▼▼▼
//! Display toggles and key bindings
//!
//! Every toggle is a small enum advanced with [`Toggle::next`], which cycles
//! through the variants in declaration order. [`Toggles`] bundles the four
//! toggles the dashboard carries and [`Command`] maps key presses onto them.

use crate::render::Key;
use serde::{Deserialize, Serialize};

/// Cyclic two-or-more state toggle
pub trait Toggle: Copy + PartialEq + 'static {
    /// Variants in cycle order
    const STATES: &'static [Self];

    /// Following state, wrapping around
    fn next(self) -> Self {
        cycle(Self::STATES, self)
    }
}

/// State after `current` in `states`, wrapping to the first
fn cycle<T: Copy + PartialEq>(states: &[T], current: T) -> T {
    let index = states.iter().position(|s| *s == current).unwrap_or(0);
    states[(index + 1) % states.len()]
}

/// Which dashboard layout is shown
#[derive(Debug, Clone, Copy, PartialEq, Eq, Default, Serialize, Deserialize)]
#[serde(rename_all = "lowercase")]
pub enum ViewMode {
    /// Three panels: by process, by remote address, by local address
    #[default]
    Utilization,
    /// One row per connection
    List,
}

impl Toggle for ViewMode {
    const STATES: &'static [Self] = &[ViewMode::Utilization, ViewMode::List];
}

/// Hostname or raw IP in address columns
#[derive(Debug, Clone, Copy, PartialEq, Eq, Default)]
pub enum DnsMode {
    #[default]
    Hostname,
    Ip,
}

impl DnsMode {
    pub fn from_flag(resolve: bool) -> Self {
        if resolve {
            DnsMode::Hostname
        } else {
            DnsMode::Ip
        }
    }

    pub fn resolve(self) -> bool {
        self == DnsMode::Hostname
    }
}

impl Toggle for DnsMode {
    const STATES: &'static [Self] = &[DnsMode::Hostname, DnsMode::Ip];
}

/// Service name or raw port in port columns
#[derive(Debug, Clone, Copy, PartialEq, Eq, Default)]
pub enum ServiceMode {
    #[default]
    Service,
    Port,
}

impl ServiceMode {
    pub fn from_flag(resolve: bool) -> Self {
        if resolve {
            ServiceMode::Service
        } else {
            ServiceMode::Port
        }
    }

    pub fn resolve(self) -> bool {
        self == ServiceMode::Service
    }
}

impl Toggle for ServiceMode {
    const STATES: &'static [Self] = &[ServiceMode::Service, ServiceMode::Port];
}

/// Whether the background refresher publishes new snapshots
#[derive(Debug, Clone, Copy, PartialEq, Eq, Default)]
pub enum Pause {
    #[default]
    Running,
    Paused,
}

impl Pause {
    pub fn is_paused(self) -> bool {
        self == Pause::Paused
    }
}

impl Toggle for Pause {
    const STATES: &'static [Self] = &[Pause::Running, Pause::Paused];
}

/// Action bound to a key
#[derive(Debug, Clone, Copy, PartialEq, Eq)]
pub enum Command {
    ToggleView,
    ShowUtilization,
    ShowList,
    ToggleDns,
    ToggleService,
    TogglePause,
    /// Open the filter prompt
    Filter,
    Quit,
}

impl Command {
    /// Command bound to `key`; letters are case-folded
    pub fn from_key(key: Key) -> Option<Self> {
        match key {
            Key::Esc => Some(Command::Quit),
            Key::Char(c) => match c.to_ascii_lowercase() {
                'v' => Some(Command::ToggleView),
                'u' => Some(Command::ShowUtilization),
                'l' => Some(Command::ShowList),
                'd' => Some(Command::ToggleDns),
                's' => Some(Command::ToggleService),
                'p' | ' ' => Some(Command::TogglePause),
                '/' => Some(Command::Filter),
                'q' => Some(Command::Quit),
                _ => None,
            },
            _ => None,
        }
    }
}

/// Current state of every toggle
#[derive(Debug, Clone, Copy, PartialEq, Eq, Default)]
pub struct Toggles {
    pub view: ViewMode,
    pub dns: DnsMode,
    pub service: ServiceMode,
    pub pause: Pause,
}

impl Toggles {
    pub fn from_config(display: &crate::config::DisplayConfig) -> Self {
        Self {
            view: display.start_view,
            dns: DnsMode::from_flag(display.resolve_dns),
            service: ServiceMode::from_flag(display.resolve_service),
            pause: Pause::Running,
        }
    }

    /// Apply a toggle command; returns false for commands that are not toggles
    pub fn apply(&mut self, command: Command) -> bool {
        match command {
            Command::ToggleView => self.view = self.view.next(),
            Command::ShowUtilization => self.view = ViewMode::Utilization,
            Command::ShowList => self.view = ViewMode::List,
            Command::ToggleDns => self.dns = self.dns.next(),
            Command::ToggleService => self.service = self.service.next(),
            Command::TogglePause => self.pause = self.pause.next(),
            Command::Filter | Command::Quit => return false,
        }
        true
    }
}

#[cfg(test)]
mod tests {
    use super::*;

    #[test]
    fn test_toggles_cycle() {
        assert_eq!(ViewMode::Utilization.next(), ViewMode::List);
        assert_eq!(ViewMode::List.next(), ViewMode::Utilization);
        assert_eq!(DnsMode::Hostname.next().next(), DnsMode::Hostname);
        assert!(!ServiceMode::Service.next().resolve());
        assert!(Pause::Running.next().is_paused());
    }

    #[test]
    fn test_key_bindings_are_case_folded() {
        assert_eq!(Command::from_key(Key::Char('V')), Some(Command::ToggleView));
        assert_eq!(Command::from_key(Key::Char('d')), Some(Command::ToggleDns));
        assert_eq!(Command::from_key(Key::Char('S')), Some(Command::ToggleService));
        assert_eq!(Command::from_key(Key::Char(' ')), Some(Command::TogglePause));
        assert_eq!(Command::from_key(Key::Char('P')), Some(Command::TogglePause));
        assert_eq!(Command::from_key(Key::Char('/')), Some(Command::Filter));
        assert_eq!(Command::from_key(Key::Esc), Some(Command::Quit));
        assert_eq!(Command::from_key(Key::Char('x')), None);
        assert_eq!(Command::from_key(Key::Enter), None);
    }

    #[test]
    fn test_apply_changes_one_toggle() {
        let mut toggles = Toggles::default();
        assert!(toggles.apply(Command::ToggleDns));
        assert_eq!(
            toggles,
            Toggles {
                dns: DnsMode::Ip,
                ..Toggles::default()
            }
        );

        assert!(toggles.apply(Command::ShowList));
        assert!(toggles.apply(Command::ShowList));
        assert_eq!(toggles.view, ViewMode::List);

        assert!(!toggles.apply(Command::Quit));
        assert!(!toggles.apply(Command::Filter));
    }

    #[test]
    fn test_from_config() {
        let display = crate::config::DisplayConfig {
            resolve_dns: false,
            resolve_service: true,
            start_view: ViewMode::List,
        };
        let toggles = Toggles::from_config(&display);
        assert_eq!(toggles.view, ViewMode::List);
        assert!(!toggles.dns.resolve());
        assert!(toggles.service.resolve());
        assert!(!toggles.pause.is_paused());
    }
}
▲▲▲
◆ **WORK INSTRUCTION**
Repeat all of the data exactly. Include every line.

◆ **OUTPUT BELOW**
//! Display toggles and key bindings
//!
//! Every toggle is a small enum advanced with [`Toggle::next`], which cycles
//! through the variants in declaration order. [`Toggles`] bundles the four
//! toggles the dashboard carries and [`Command`] maps key presses onto them.

use crate::render::Key;
use serde::{Deserialize, Serialize};

/// Cyclic two-or-more state toggle
pub trait Toggle: Copy + PartialEq + 'static {
    /// Variants in cycle order
    const STATES: &'static [Self];

    /// Following state, wrapping around
    fn next(self) -> Self {
        cycle(Self::STATES, self)
    }
}

/// State after `current` in `states`, wrapping to the first
fn cycle<T: Copy + PartialEq>(states: &[T], current: T) -> T {
    let index = states.iter().position(|s| *s == current).unwrap_or(0);
    states[(index + 1) % states.len()]
}

/// Which dashboard layout is shown
#[derive(Debug, Clone, Copy, PartialEq, Eq, Default, Serialize, Deserialize)]
#[serde(rename_all = "lowercase")]
pub enum ViewMode {
    /// Three panels: by process, by remote address, by local address
    #[default]
    Utilization,
    /// One row per connection
    List,
}

impl Toggle for ViewMode {
    const STATES: &'static [Self] = &[ViewMode::Utilization, ViewMode::List];
}

/// Hostname or raw IP in address columns
#[derive(Debug, Clone, Copy, PartialEq, Eq, Default)]
pub enum DnsMode {
    #[default]
    Hostname,
    Ip,
}

impl DnsMode {
    pub fn from_flag(resolve: bool) -> Self {
        if resolve {
            DnsMode::Hostname
        } else {
            DnsMode::Ip
        }
    }

    pub fn resolve(self) -> bool {
        self == DnsMode::Hostname
    }
}

impl Toggle for DnsMode {
    const STATES: &'static [Self] = &[DnsMode::Hostname, DnsMode::Ip];
}

/// Service name or raw port in port columns
#[derive(Debug, Clone, Copy, PartialEq, Eq, Default)]
pub enum ServiceMode {
    #[default]
    Service,
    Port,
}

impl ServiceMode {
    pub fn from_flag(resolve: bool) -> Self {
        if resolve {
            ServiceMode::Service
        } else {
            ServiceMode::Port
        }
    }

    pub fn resolve(self) -> bool {
        self == ServiceMode::Service
    }
}

impl Toggle for ServiceMode {
    const STATES: &'static [Self] = &[ServiceMode::Service, ServiceMode::Port];
}

/// Whether the background refresher publishes new snapshots
#[derive(Debug, Clone, Copy, PartialEq, Eq, Default)]
pub enum Pause {
    #[default]
    Running,
    Paused,
}

impl Pause {
    pub fn is_paused(self) -> bool {
        self == Pause::Paused
    }
}

impl Toggle for Pause {
    const STATES: &'static [Self] = &[Pause::Running, Pause::Paused];
}

/// Action bound to a key
#[derive(Debug, Clone, Copy, PartialEq, Eq)]
pub enum Command {
    ToggleView,
    ShowUtilization,
    ShowList,
    ToggleDns,
    ToggleService,
    TogglePause,
    /// Open the filter prompt
    Filter,
    Quit,
}

impl Command {
    /// Command bound to `key`; letters are case-folded
    pub fn from_key(key: Key) -> Option<Self> {
        match key {
            Key::Esc => Some(Command::Quit),
            Key::Char(c) => match c.to_ascii_lowercase() {
                'v' => Some(Command::ToggleView),
                'u' => Some(Command::ShowUtilization),
                'l' => Some(Command::ShowList),
                'd' => Some(Command::ToggleDns),
                's' => Some(Command::ToggleService),
                'p' | ' ' => Some(Command::TogglePause),
                '/' => Some(Command::Filter),
                'q' => Some(Command::Quit),
                _ => None,
            },
            _ => None,
        }
    }
}

/// Current state of every toggle
#[derive(Debug, Clone, Copy, PartialEq, Eq, Default)]
pub struct Toggles {
    pub view: ViewMode,
    pub dns: DnsMode,
    pub service: ServiceMode,
    pub pause: Pause,
}

impl Toggles {
    pub fn from_config(display: &crate::config::DisplayConfig) -> Self {
        Self {
            view: display.start_view,
            dns: DnsMode::from_flag(display.resolve_dns),
            service: ServiceMode::from_flag(display.resolve_service),
            pause: Pause::Running,
        }
    }

    /// Apply a toggle command; returns false for commands that are not toggles
    pub fn apply(&mut self, command: Command) -> bool {
        match command {
            Command::ToggleView => self.view = self.view.next(),
            Command::ShowUtilization => self.view = ViewMode::Utilization,
            Command::ShowList => self.view = ViewMode::List,
            Command::ToggleDns => self.dns = self.dns.next(),
            Command::ToggleService => self.service = self.service.next(),
            Command::TogglePause => self.pause = self.pause.next(),
            Command::Filter | Command::Quit => return false,
        }
        true
    }
}

#[cfg(test)]
mod tests {
    use super::*;

    #[test]
    fn test_toggles_cycle() {
        assert_eq!(ViewMode::Utilization.next(), ViewMode::List);
        assert_eq!(ViewMode::List.next(), ViewMode::Utilization);
        assert_eq!(DnsMode::Hostname.next().next(), DnsMode::Hostname);
        assert!(!ServiceMode::Service.next().resolve());
        assert!(Pause::Running.next().is_paused());
    }

    #[test]
    fn test_key_bindings_are_case_folded() {
        assert_eq!(Command::from_key(Key::Char('V')), Some(Command::ToggleView));
        assert_eq!(Command::from_key(Key::Char('d')), Some(Command::ToggleDns));
        assert_eq!(Command::from_key(Key::Char('S')), Some(Command::ToggleService));
        assert_eq!(Command::from_key(Key::Char(' ')), Some(Command::TogglePause));
        assert_eq!(Command::from_key(Key::Char('P')), Some(Command::TogglePause));
        assert_eq!(Command::from_key(Key::Char('/')), Some(Command::Filter));
        assert_eq!(Command::from_key(Key::Esc), Some(Command::Quit));
        assert_eq!(Command::from_key(Key::Char('x')), None);
        assert_eq!(Command::from_key(Key::Enter), None);
    }

    #[test]
    fn test_apply_changes_one_toggle() {
        let mut toggles = Toggles::default();
        assert!(toggles.apply(Command::ToggleDns));
        assert_eq!(
            toggles,
            Toggles {
                dns: DnsMode::Ip,
                ..Toggles::default()
            }
        );

        assert!(toggles.apply(Command::ShowList));
        assert!(toggles.apply(Command::ShowList));
        assert_eq!(toggles.view, ViewMode::List);

        assert!(!toggles.apply(Command::Quit));
        assert!(!toggles.apply(Command::Filter));
    }

    #[test]
    fn test_from_config() {
        let display = crate::config::DisplayConfig {
            resolve_dns: false,
            resolve_service: true,
            start_view: ViewMode::List,
        };
        let toggles = Toggles::from_config(&display);
        assert_eq!(toggles.view, ViewMode::List);
        assert!(!toggles.dns.resolve());
        assert!(toggles.service.resolve());
        assert!(!toggles.pause.is_paused());
    }
}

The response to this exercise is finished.